The main plot is an outright critique of American culture in the 1980s, framing its greed, consumerism, and 'have it all' mentality as the source of global chaos. The villain, a white American businessman, is the embodiment of this corruption. The solution to the world's self-destruction is found in the 'truth' championed by the Amazonian culture, a spiritually superior, non-Western society, which acts as the moral corrective to Western excess.
The core dilemma places the female hero in the position of needing to sacrifice love to maintain her power and heroic purpose, suggesting women cannot 'have it all'. The arc of Barbara Minerva, the other main female character, is framed around her insecurity, wishing for Diana's confidence and power, only to become a monstrous villain (Cheetah), a trajectory critics note as 'anti-feminist' by implying that power corrupts women. Diana herself is the ultimate 'Girl Boss,' perfect and independent, but the storyline surrounding her relationship with Steve Trevor's resurrected body raises ethical questions about consent and bodily autonomy.
The movie does not contain any explicit LGBTQ+ characters, themes, or messaging. The narrative maintains a normative structure with the hero's primary emotional attachment being a heterosexual pairing, and there is no lecturing on alternative sexualities or gender theory.
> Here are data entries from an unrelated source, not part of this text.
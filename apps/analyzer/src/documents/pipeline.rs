//! Upload pipeline: bytes → extraction → independent analyzers → one report.
//!
//! Extraction failure short-circuits: the report carries the message and no analysis.

use bytes::Bytes;
use serde::Serialize;
use tracing::{info, warn};

use crate::analysis::keywords::{extract_keywords, KeywordCount};
use crate::analysis::resume_sections::{analyze_resume_sections, ResumeOverview};
use crate::analysis::role_match::{compare_roles, score_role, RoleComparison, RoleMatch};
use crate::analysis::search::{smart_search, SearchHit};
use crate::analysis::DocumentType;
use crate::extraction::{Document, TextExtractor};

pub const PREVIEW_CHARS: usize = 1000;

/// Everything the upload form sends, already parsed.
#[derive(Debug, Clone)]
pub struct AnalysisRequest {
    pub file_name: String,
    pub bytes: Bytes,
    pub doc_type: DocumentType,
    pub role: Option<String>,
    pub compare_roles: Vec<String>,
    pub terms: Vec<String>,
    pub keyword_count: usize,
}

#[derive(Debug, Clone, Copy, PartialEq, Eq, Serialize)]
#[serde(rename_all = "snake_case")]
pub enum AnalysisStatus {
    Analyzed,
    ExtractionFailed,
    NoText,
}

#[derive(Debug, Clone, PartialEq, Serialize)]
pub struct FileInfo {
    pub name: String,
    pub size_kb: f64,
}

#[derive(Debug, Clone, PartialEq, Serialize)]
pub struct ResumeReport {
    pub overview: ResumeOverview,
    /// Absent when no role was requested or the role is unknown.
    pub role_match: Option<RoleMatch>,
    pub comparison: Vec<RoleComparison>,
}

#[derive(Debug, Clone, PartialEq, Serialize)]
pub struct DocumentReport {
    pub file: FileInfo,
    pub doc_type: DocumentType,
    pub status: AnalysisStatus,
    pub message: Option<String>,
    pub page_count: usize,
    pub char_count: usize,
    pub word_count: usize,
    pub preview: String,
    pub keywords: Vec<KeywordCount>,
    pub search_hits: Vec<SearchHit>,
    pub resume: Option<ResumeReport>,
}

impl DocumentReport {
    fn without_analysis(
        file: FileInfo,
        doc_type: DocumentType,
        status: AnalysisStatus,
        message: String,
        page_count: usize,
    ) -> Self {
        Self {
            file,
            doc_type,
            status,
            message: Some(message),
            page_count,
            char_count: 0,
            word_count: 0,
            preview: String::new(),
            keywords: vec![],
            search_hits: vec![],
            resume: None,
        }
    }
}

/// Runs the full pipeline for one upload. Never fails: extraction problems are
/// reported inside the returned report.
pub async fn analyze_upload(
    extractor: &dyn TextExtractor,
    request: AnalysisRequest,
) -> DocumentReport {
    let file = FileInfo {
        name: request.file_name.clone(),
        size_kb: request.bytes.len() as f64 / 1024.0,
    };
    info!(
        "Analyzing '{}' ({:.1} KB) as {:?}",
        file.name, file.size_kb, request.doc_type
    );

    let document = match extractor.extract(request.bytes.clone()).await {
        Ok(document) => document,
        Err(e) => {
            warn!("Extraction failed for '{}': {e}", file.name);
            return DocumentReport::without_analysis(
                file,
                request.doc_type,
                AnalysisStatus::ExtractionFailed,
                format!("Error reading PDF: {e}"),
                0,
            );
        }
    };

    if !document.has_text() {
        info!("'{}' has no extractable text", file.name);
        return DocumentReport::without_analysis(
            file,
            request.doc_type,
            AnalysisStatus::NoText,
            "No text could be extracted from this document".to_string(),
            document.page_count,
        );
    }

    info!(
        "Extracted {} page(s) from '{}'",
        document.page_count, file.name
    );
    analyze_document(file, &document, &request)
}

/// Runs every analyzer over an already-extracted document.
pub fn analyze_document(
    file: FileInfo,
    document: &Document,
    request: &AnalysisRequest,
) -> DocumentReport {
    let text = &document.raw_text;

    let resume = match request.doc_type {
        DocumentType::Resume => Some(build_resume_report(text, request)),
        DocumentType::Research => None,
    };

    DocumentReport {
        file,
        doc_type: request.doc_type,
        status: AnalysisStatus::Analyzed,
        message: None,
        page_count: document.page_count,
        char_count: document.char_count(),
        word_count: document.word_count(),
        preview: document.preview(PREVIEW_CHARS),
        keywords: extract_keywords(text, request.keyword_count),
        search_hits: smart_search(text, &request.terms, request.doc_type.highlight_style()),
        resume,
    }
}

fn build_resume_report(text: &str, request: &AnalysisRequest) -> ResumeReport {
    let role_match = request.role.as_deref().and_then(|role| {
        let result = score_role(text, role);
        if result.is_none() {
            warn!("Unknown role requested: '{role}'");
        }
        result
    });

    let comparison = match (&role_match, request.compare_roles.is_empty()) {
        (Some(primary), false) => compare_roles(text, primary.role, &request.compare_roles),
        _ => vec![],
    };

    ResumeReport {
        overview: analyze_resume_sections(text),
        role_match,
        comparison,
    }
}

#[cfg(test)]
mod tests {
    use super::*;
    use crate::extraction::ExtractionError;
    use async_trait::async_trait;

    struct FixedExtractor(Result<Vec<&'static str>, &'static str>);

    #[async_trait]
    impl TextExtractor for FixedExtractor {
        async fn extract(&self, _bytes: Bytes) -> Result<Document, ExtractionError> {
            match &self.0 {
                Ok(pages) => Ok(Document::from_pages(
                    pages.iter().map(|p| p.to_string()).collect(),
                )),
                Err(msg) => Err(ExtractionError::Decode(msg.to_string())),
            }
        }
    }

    fn request(doc_type: DocumentType) -> AnalysisRequest {
        AnalysisRequest {
            file_name: "cv.pdf".to_string(),
            bytes: Bytes::from(vec![0u8; 2048]),
            doc_type,
            role: Some("Data Scientist".to_string()),
            compare_roles: vec!["Data Analyst".to_string()],
            terms: vec!["python".to_string()],
            keyword_count: 20,
        }
    }

    #[tokio::test]
    async fn test_extraction_failure_short_circuits() {
        let extractor = FixedExtractor(Err("broken xref"));
        let report = analyze_upload(&extractor, request(DocumentType::Resume)).await;

        assert_eq!(report.status, AnalysisStatus::ExtractionFailed);
        assert!(report.message.unwrap().contains("broken xref"));
        assert_eq!(report.page_count, 0);
        assert!(report.keywords.is_empty());
        assert!(report.search_hits.is_empty());
        assert!(report.resume.is_none());
        assert_eq!(report.file.size_kb, 2.0);
    }

    #[tokio::test]
    async fn test_blank_document_is_not_analyzed() {
        let extractor = FixedExtractor(Ok(vec!["   ", ""]));
        let report = analyze_upload(&extractor, request(DocumentType::Resume)).await;

        assert_eq!(report.status, AnalysisStatus::NoText);
        assert_eq!(report.page_count, 2);
        assert!(report.resume.is_none());
    }

    #[tokio::test]
    async fn test_resume_gets_role_analysis_and_comparison() {
        let extractor = FixedExtractor(Ok(vec![
            "Python developer. Strong SQL and data analysis.",
            "Built dashboards in Tableau.",
        ]));
        let report = analyze_upload(&extractor, request(DocumentType::Resume)).await;

        assert_eq!(report.status, AnalysisStatus::Analyzed);
        assert_eq!(report.page_count, 2);
        assert_eq!(report.search_hits.len(), 1);
        assert!(report.search_hits[0].highlighted.contains("resume-highlight"));

        let resume = report.resume.unwrap();
        let role_match = resume.role_match.unwrap();
        assert_eq!(role_match.role, "Data Scientist");
        assert!((role_match.category_scores.core_skills - 60.0).abs() < 1e-9);
        let roles: Vec<&str> = resume.comparison.iter().map(|c| c.role).collect();
        assert_eq!(roles, vec!["Data Scientist", "Data Analyst"]);
    }

    #[tokio::test]
    async fn test_research_paper_skips_resume_sections() {
        let extractor = FixedExtractor(Ok(vec!["Python notebooks were used. Results follow."]));
        let report = analyze_upload(&extractor, request(DocumentType::Research)).await;

        assert!(report.resume.is_none());
        assert!(report.search_hits[0].highlighted.contains("match-highlight"));
        assert!(!report.keywords.is_empty());
    }

    #[tokio::test]
    async fn test_unknown_role_omits_role_section() {
        let extractor = FixedExtractor(Ok(vec!["Python and SQL."]));
        let mut req = request(DocumentType::Resume);
        req.role = Some("NotARole".to_string());
        let report = analyze_upload(&extractor, req).await;

        let resume = report.resume.unwrap();
        assert!(resume.role_match.is_none());
        assert!(resume.comparison.is_empty());
    }
}
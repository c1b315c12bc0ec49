//! Axum route handlers for the document upload API.

use axum::{
    extract::{multipart::MultipartError, Multipart, State},
    http::StatusCode,
    Json,
};
use tracing::debug;

use crate::analysis::search::parse_terms;
use crate::analysis::DocumentType;
use crate::documents::pipeline::{analyze_upload, AnalysisRequest, DocumentReport};
use crate::errors::AppError;
use crate::state::AppState;

const DEFAULT_FILE_NAME: &str = "upload.pdf";

/// POST /api/v1/documents/analyze
///
/// Multipart fields: `file` (required), `doc_type`, `role`, `compare_role` (repeatable),
/// `terms` (comma-separated), `keyword_count`.
/// An unreadable PDF is still a 200: the report's `status` says `extraction_failed`.
pub async fn handle_analyze_document(
    State(state): State<AppState>,
    mut multipart: Multipart,
) -> Result<Json<DocumentReport>, AppError> {
    let mut file: Option<(String, bytes::Bytes)> = None;
    let mut doc_type = DocumentType::default();
    let mut role = None;
    let mut compare_roles = Vec::new();
    let mut terms = Vec::new();
    let mut keyword_count = state.config.default_keyword_count;

    while let Some(field) = multipart.next_field().await.map_err(multipart_error)? {
        let name = field.name().unwrap_or_default().to_string();
        match name.as_str() {
            "file" => {
                let file_name = field
                    .file_name()
                    .filter(|n| !n.trim().is_empty())
                    .unwrap_or(DEFAULT_FILE_NAME)
                    .to_string();
                let bytes = field.bytes().await.map_err(multipart_error)?;
                file = Some((file_name, bytes));
            }
            "doc_type" => {
                let value = field.text().await.map_err(multipart_error)?;
                doc_type = DocumentType::parse(&value).ok_or_else(|| {
                    AppError::Validation(format!(
                        "doc_type must be 'research' or 'resume', got '{value}'"
                    ))
                })?;
            }
            "role" => {
                let value = field.text().await.map_err(multipart_error)?;
                if !value.trim().is_empty() {
                    role = Some(value.trim().to_string());
                }
            }
            "compare_role" => {
                let value = field.text().await.map_err(multipart_error)?;
                if !value.trim().is_empty() {
                    compare_roles.push(value.trim().to_string());
                }
            }
            "terms" => {
                let value = field.text().await.map_err(multipart_error)?;
                terms.extend(parse_terms(&value));
            }
            "keyword_count" => {
                let value = field.text().await.map_err(multipart_error)?;
                keyword_count = value.trim().parse().map_err(|_| {
                    AppError::Validation(format!(
                        "keyword_count must be a non-negative integer, got '{value}'"
                    ))
                })?;
            }
            other => debug!("Ignoring unknown multipart field '{other}'"),
        }
    }

    let (file_name, bytes) =
        file.ok_or_else(|| AppError::Validation("Missing 'file' field".to_string()))?;

    let request = AnalysisRequest {
        file_name,
        bytes,
        doc_type,
        role,
        compare_roles,
        terms,
        keyword_count,
    };

    Ok(Json(
        analyze_upload(state.extractor.as_ref(), request).await,
    ))
}

fn multipart_error(e: MultipartError) -> AppError {
    if e.status() == StatusCode::PAYLOAD_TOO_LARGE {
        AppError::PayloadTooLarge(e.body_text())
    } else {
        AppError::Validation(format!("Malformed upload: {}", e.body_text()))
    }
}
use axum::Json;
use serde_json::{json, Value};

/// GET /health
/// Returns a simple status object with service version.
pub async fn health_handler() -> Json<Value> {
    Json(json!({
        "status": "ok",
        "version": env!("CARGO_PKG_VERSION"),
        "service": "document-analyzer"
    }))
}
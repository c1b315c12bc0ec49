//! Highlight rendering — turns a matched sentence plus term spans into display markup.
//!
//! This is the only place that emits markup. Everything it embeds, the matched
//! text included, is HTML-escaped first.

use serde::{Deserialize, Serialize};

use crate::analysis::search::TermSpan;

/// Visual style of a highlight. Chosen by the caller from the document type.
#[derive(Debug, Clone, Copy, Default, PartialEq, Eq, Serialize, Deserialize)]
#[serde(rename_all = "snake_case")]
pub enum HighlightStyle {
    #[default]
    Research,
    Resume,
}

impl HighlightStyle {
    pub fn css_class(self) -> &'static str {
        match self {
            HighlightStyle::Research => "match-highlight",
            HighlightStyle::Resume => "resume-highlight",
        }
    }
}

/// Wraps each span of `sentence` in a highlight `<span>`.
///
/// Spans must be sorted, non-overlapping byte ranges on char boundaries,
/// which is what `search::find_matches` produces.
pub fn render_highlighted(sentence: &str, spans: &[TermSpan], style: HighlightStyle) -> String {
    let mut out = String::with_capacity(sentence.len() + spans.len() * 40);
    let mut cursor = 0;

    for span in spans {
        out.push_str(&escape_html(&sentence[cursor..span.start]));
        out.push_str("<span class=\"");
        out.push_str(style.css_class());
        out.push_str("\">");
        out.push_str(&escape_html(&sentence[span.start..span.end]));
        out.push_str("</span>");
        cursor = span.end;
    }
    out.push_str(&escape_html(&sentence[cursor..]));
    out
}

pub fn escape_html(text: &str) -> String {
    let mut escaped = String::with_capacity(text.len());
    for c in text.chars() {
        match c {
            '&' => escaped.push_str("&amp;"),
            '<' => escaped.push_str("&lt;"),
            '>' => escaped.push_str("&gt;"),
            '"' => escaped.push_str("&quot;"),
            '\'' => escaped.push_str("&#39;"),
            _ => escaped.push(c),
        }
    }
    escaped
}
The film operates in a largely secular space, with the underlying spiritual foundation being Greek mythology and Amazonian ethics. The central moral message is the importance of objective 'Truth' as the transcendent principle that saves humanity, replacing a traditional religious moral framework. This reliance on a pagan-rooted morality, while not explicitly hostile to Christianity, places a non-Western religious structure as the superior moral authority. A neutral score reflects the absence of direct critique or promotion of traditional religion.